Come fare a riavere la patente

L’iter di recuperare della patente varia in base alla natura del provvedimento ricevuto. A fare la differenza sono l’autorità che ha disposto la misura e la gravità della violazione contestata.

Il ritiro immediato della patente è un sequestro fisico del documento. Può durare pochi giorni o alcune settimane: ad esempio, si parla di una sospensione di 30 giorni nei casi previsti dall’articolo 75 del Testo Unico sugli stupefacenti se si è trovati alla guida con disponibilità di un veicolo; oppure di una durata massima di 10 giorni nel caso dell’articolo 187 del Codice della Strada, in attesa dell’esito degli esami tossicologici. In

Ben diversa è la sospensione della patente, che può essere disposta dal Prefetto o dal giudice, a seconda della fattispecie, e comporta l’interdizione temporanea alla guida. Il documento rimane valido, ma non può essere utilizzato per circolare. La durata varia in base alla violazione: da uno a 12 mesi nei casi legati all’articolo 75 del Testo Unico sulle sostanze stupefacenti; da uno a due anni se il provvedimento rientra nell’ambito dell’articolo 187, relativo alla guida sotto l’effetto di droghe. In alcuni casi – come la perdita temporanea dei requisiti psicofisici – la sospensione può diventare a tempo indeterminato.

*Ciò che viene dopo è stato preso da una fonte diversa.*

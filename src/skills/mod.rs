//! Learned skills
//!
//! - [`registry`]: task phrase → script mapping on disk
//! - [`executor`]: Rhai engine with an explicit capability allow-list
//! - [`generator`]: asks the remote model for a script
//! - [`acquisition`]: the confirm-then-try-then-remember workflow

pub mod acquisition;
pub mod executor;
pub mod generator;
pub mod registry;

pub use acquisition::{LearningOutcome, LearningState, SkillAcquisition};
pub use executor::{Capability, CapabilitySet, ScriptExecutor, ScriptOutcome};
pub use generator::ScriptGenerator;
pub use registry::{LearnedSkill, SkillRegistry};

Un’altra misura è la revisione della patente che non equivale a una sanzione, ma è un obbligo da parte della Motorizzazione Civile o del Prefetto. Viene disposta per verificare se il conducente possieda ancora i requisiti psicofisici o tecnici per poter guidare in sicurezza. Può riguardare una nuova visita medica, ma anche un esame teorico e pratico, nei casi in cui siano emersi dubbi sulle capacità di guida.

La revoca della patente è la misura più severa contemplata dal nostro ordinamento. In questo caso, il titolo di guida viene annullato in maniera definitiva e per poter tornare a circolare è necessario attendere un periodo minimo stabilito dalla legge per poi ripetere il percorso d’esame, esattamente come un nuovo candidato.